### Task
Would you show every line from the records that holds "crates"?

### Dataset records
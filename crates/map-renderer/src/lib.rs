//! Renders the solver output for each model to a static PNG, projected to
//! web mercator over a hand-rolled RGB framebuffer rather than a charting
//! crate — no vector-plotting dependency appears anywhere in the source
//! this was adapted from.

mod canvas;
mod error;
mod mercator;
mod render;
mod view;

pub use canvas::{Canvas, Color};
pub use error::{RenderError, Result};
pub use mercator::{miles_to_meters, project_mercator};
pub use render::{render_lscp, render_mclp, render_pmedian, DEFAULT_SPIDER_SAMPLE, DEFAULT_SPIDER_SEED};
pub use view::MapView;
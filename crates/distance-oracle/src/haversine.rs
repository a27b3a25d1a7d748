use geo_core::{haversine_miles, DemandPoint, DistanceMatrix, FacilityCandidate};

/// Dense great-circle back-end: every demand point is paired with every
/// facility candidate.
pub struct HaversineBackend;

impl HaversineBackend {
    pub fn build(demand: &[DemandPoint], facilities: &[FacilityCandidate]) -> DistanceMatrix {
        let mut matrix = DistanceMatrix::new(demand.len());
        for (i, d) in demand.iter().enumerate() {
            for (j, f) in facilities.iter().enumerate() {
                let miles = haversine_miles(d.latitude, d.longitude, f.latitude, f.longitude);
                matrix.insert(i, j, miles);
            }
        }
        matrix
    }
}

#[cfg(test)]
mod tests {
    use super::*;

    #[test]
    fn builds_complete_bipartite_matrix() {
        let demand = vec![DemandPoint::new("d0", 33.7, -84.4, 0.5), DemandPoint::new("d1", 34.0, -84.0, 0.2)];
        let facilities = vec![FacilityCandidate::new("f0", 33.8, -84.3, 100.0)];
        let matrix = HaversineBackend::build(&demand, &facilities);
        assert_eq!(matrix.distances.len(), 2);
        assert!(matrix.get(0, 0).is_some());
        assert!(matrix.get(1, 0).is_some());
    }
}
//! The optimization core: three MIP formulations — capacitated p-median,
//! LSCP, and MCLP — sharing one [`FormulationContext`] built from the
//! demand/facility tables and distance matrix the rest of the pipeline
//! produces. Each solver reports a status and, on `Optimal`, the opened
//! facilities and whatever else its model defines (assignments, coverage).

mod context;
mod error;
mod lscp;
mod mclp;
mod pmedian;
mod status;

pub use context::FormulationContext;
pub use error::{Result, SolverError};
pub use lscp::{solve_lscp, LscpResult};
pub use mclp::{solve_mclp, MclpResult};
pub use pmedian::{solve_pmedian, PmedianResult};
pub use status::SolverStatus;
use serde::{Deserialize, Serialize};

use crate::error::{GeoError, Result};

/// Null island is never a real school location; treat it as bad data, the
/// same way the original cleaning step drops rows with lat/lon both ~0.
const NULL_ISLAND_EPSILON: f64 = 1e-6;

/// One row of the schools/demographics join, cleaned and validated.
#[derive(Debug, Clone, PartialEq, Serialize, Deserialize)]
pub struct SchoolRecord {
    pub id: String,
    pub latitude: f64,
    pub longitude: f64,
    pub cs_enrollment: f64,
    pub certified_teachers: f64,
    pub ri_asian: Option<f64>,
    pub ri_black: Option<f64>,
    pub ri_hispanic: Option<f64>,
    pub ri_white: Option<f64>,
    pub ri_female: Option<f64>,
    pub block_group: Option<String>,
}

impl SchoolRecord {
    /// Builds a record, clipping negative/NaN counts to zero and rejecting
    /// invalid or null-island coordinates (mirrors the original's
    /// `fillna(0).clip(lower=0)` cleaning pass).
    #[allow(clippy::too_many_arguments)]
    pub fn new(
        id: impl Into<String>,
        latitude: f64,
        longitude: f64,
        cs_enrollment: f64,
        certified_teachers: f64,
        ri_asian: Option<f64>,
        ri_black: Option<f64>,
        ri_hispanic: Option<f64>,
        ri_white: Option<f64>,
        ri_female: Option<f64>,
        block_group: Option<String>,
    ) -> Result<Self> {
        if !latitude.is_finite() || !longitude.is_finite() {
            return Err(GeoError::InvalidCoordinates { lat: latitude, lon: longitude });
        }
        if !(-90.0..=90.0).contains(&latitude) || !(-180.0..=180.0).contains(&longitude) {
            return Err(GeoError::InvalidCoordinates { lat: latitude, lon: longitude });
        }
        if latitude.abs() < NULL_ISLAND_EPSILON && longitude.abs() < NULL_ISLAND_EPSILON {
            return Err(GeoError::NullIsland);
        }

        Ok(SchoolRecord {
            id: id.into(),
            latitude,
            longitude,
            cs_enrollment: clip_nonneg(cs_enrollment),
            certified_teachers: clip_nonneg(certified_teachers),
            ri_asian: drop_nan(ri_asian),
            ri_black: drop_nan(ri_black),
            ri_hispanic: drop_nan(ri_hispanic),
            ri_white: drop_nan(ri_white),
            ri_female: drop_nan(ri_female),
            block_group,
        })
    }
}

fn clip_nonneg(value: f64) -> f64 {
    if value.is_nan() {
        0.0
    } else {
        value.max(0.0)
    }
}

/// Representation indices are signed (spec.md §3: "roughly [-1,1]") and must
/// not be floored at zero; only a `NaN` reading collapses to absent.
fn drop_nan(value: Option<f64>) -> Option<f64> {
    value.filter(|v| !v.is_nan())
}

#[cfg(test)]
mod tests {
    use super::*;

    #[test]
    fn rejects_out_of_range_latitude() {
        let err = SchoolRecord::new("s1", 95.0, -80.0, 1.0, 1.0, None, None, None, None, None, None)
            .unwrap_err();
        assert_eq!(err, GeoError::InvalidCoordinates { lat: 95.0, lon: -80.0 });
    }

    #[test]
    fn rejects_null_island() {
        let err = SchoolRecord::new("s1", 0.0, 0.0, 1.0, 1.0, None, None, None, None, None, None)
            .unwrap_err();
        assert_eq!(err, GeoError::NullIsland);
    }

    #[test]
    fn clips_negative_and_nan_counts() {
        let rec = SchoolRecord::new(
            "s1", 33.7, -84.4, -5.0, f64::NAN, None, None, None, None, None, None,
        )
        .unwrap();
        assert_eq!(rec.cs_enrollment, 0.0);
        assert_eq!(rec.certified_teachers, 0.0);
    }

    #[test]
    fn representation_indices_keep_their_sign() {
        let rec = SchoolRecord::new(
            "s1", 33.7, -84.4, 10.0, 1.0, Some(-0.4), None, None, None, None, None,
        )
        .unwrap();
        assert_eq!(rec.ri_asian, Some(-0.4));
    }

    #[test]
    fn nan_representation_index_becomes_absent() {
        let rec = SchoolRecord::new(
            "s1", 33.7, -84.4, 10.0, 1.0, Some(f64::NAN), None, None, None, None, None,
        )
        .unwrap();
        assert_eq!(rec.ri_asian, None);
    }
}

### Output for this task
filename crates/map-renderer/src/lib.rs
filename crates/distance-oracle/src/haversine.rs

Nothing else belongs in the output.